I'll have to check out yoga mats, never thought of those as replacements for the typewriter pads.

Anonymous said...

"Spurting arterial bleeding or bone fragments in the face (or entering mucous membrane orifices like your mouth or nose) aren't funny, unless they bounce off your full-face deflector screen." I'm sorry ,that sentence cracked me up, and no I did not have my full face deflector screen. Well crafted.

RandyGC said...

Just reinforcing your comment on .mil charcoal Chem warfare suits.

When I hit Korea I was issued 2 sets.

One was still in factory packaging along with airtight containers for extra mask inserts (M-17A1 at the time) in a sealed box. Not to be opened except for an actual attack. Turning it back in when leaving the country in anything but as issued condition was a major write up.

The other was a training suit for use during exercises. These had been issued and re-issued so many times they would often leave a trail of charcoal as you walked, similar to Yosemite Sam carrying a keg of gun powder.

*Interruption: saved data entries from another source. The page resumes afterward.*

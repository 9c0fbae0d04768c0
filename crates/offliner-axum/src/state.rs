//! The narrow seam the HTTP edge depends on (spec §9 Design Notes
//! "Cyclic risk"): routes never see `BrokerPort`/`ProgressStorePort`/
//! `QuotaTrackerPort` directly, only `JobService`.

use std::path::PathBuf;
use std::sync::Arc;

use async_trait::async_trait;

use offliner_core::domain::{ProgressRecord, Request, RequestId};
use offliner_core::error::CoreError;
use offliner_core::ports::{BrokerPort, ProgressStorePort, QuotaCheck, QuotaTrackerPort};
use offliner_quota::QuotaTracker;

/// Everything a route handler needs to accept a download request and
/// observe its progress, without naming broker/store/quota concretely.
#[async_trait]
pub trait JobService: Send + Sync {
    /// Validate, quota-check, create the Progress Record, enqueue the job.
    async fn enqueue(&self, request: Request) -> Result<RequestId, CoreError>;

    /// The current Progress Record for `id` (the synthetic "Unknown"
    /// record if absent).
    async fn observe(&self, id: RequestId) -> ProgressRecord;

    /// Set the cooperative cancellation flag (spec §6 "Client disconnect
    /// ⇒ `request_cancel(request_id)`").
    async fn request_cancel(&self, id: RequestId) -> Result<(), CoreError>;

    /// Evict the Progress Record outright (spec §6 `GET /download_file`:
    /// "schedules Progress Record removal after ~30s").
    async fn forget(&self, id: RequestId);
}

/// The concrete `JobService`: Redis broker + Redis progress store + the
/// in-process quota tracker, wired together at startup.
pub struct DefaultJobService {
    pub broker: Arc<dyn BrokerPort>,
    pub progress: Arc<dyn ProgressStorePort>,
    pub quota: Arc<QuotaTracker>,
    pub temp_root: PathBuf,
}

#[async_trait]
impl JobService for DefaultJobService {
    async fn enqueue(&self, request: Request) -> Result<RequestId, CoreError> {
        request
            .validate()
            .map_err(|message| CoreError::InputInvalid { message })?;

        // Per-target durations aren't known until the worker's Media Resolver
        // runs; this is a coarse pre-resolution gate against the download-count
        // caps only (duration 0.0 can never trip the content-duration cap). The
        // pipeline re-checks and records real per-target durations once they're
        // known, before dispatching downloads.
        let check = self.quota.check(&request.client_identity, 0.0);
        if let QuotaCheck::Denied { reason, limit, observed } = check {
            return Err(CoreError::QuotaExceeded { reason, limit, observed });
        }

        let session_dir = self.temp_root.join(request.request_id.to_string());
        self.progress
            .create(request.request_id, 0, &session_dir.to_string_lossy())
            .await?;

        let job = offliner_core::domain::Job::from_request(
            &request,
            session_dir.to_string_lossy().into_owned(),
            String::new(),
        );

        if let Err(e) = self.broker.enqueue(job).await {
            let _ = self.progress.remove(request.request_id).await;
            return Err(e);
        }

        Ok(request.request_id)
    }

    async fn observe(&self, id: RequestId) -> ProgressRecord {
        self.progress.get(id).await
    }

    async fn request_cancel(&self, id: RequestId) -> Result<(), CoreError> {
        self.progress.request_cancel(id).await
    }

    async fn forget(&self, id: RequestId) {
        let _ = self.progress.remove(id).await;
    }
}

/// Shared application state threaded through every handler.
pub type AppState = Arc<dyn JobService>;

But they were useful for keeping warm in a Korean winter. (NOT so nice in a Korean spring, summer or fall).

Aesop said...

Same experience you had. Mine was in both Korean winter, and during summer on Okinawa in 90+ degree heat and near-tropical humidity.

Blackface may be culturally insensitive, but black body is just a hot day in MOPP 4.


Anonymous said...

I hated the rubber overboots. Had zero traction in mud or slush. Also, quite comical to try to talk through the radio while in MOPP4.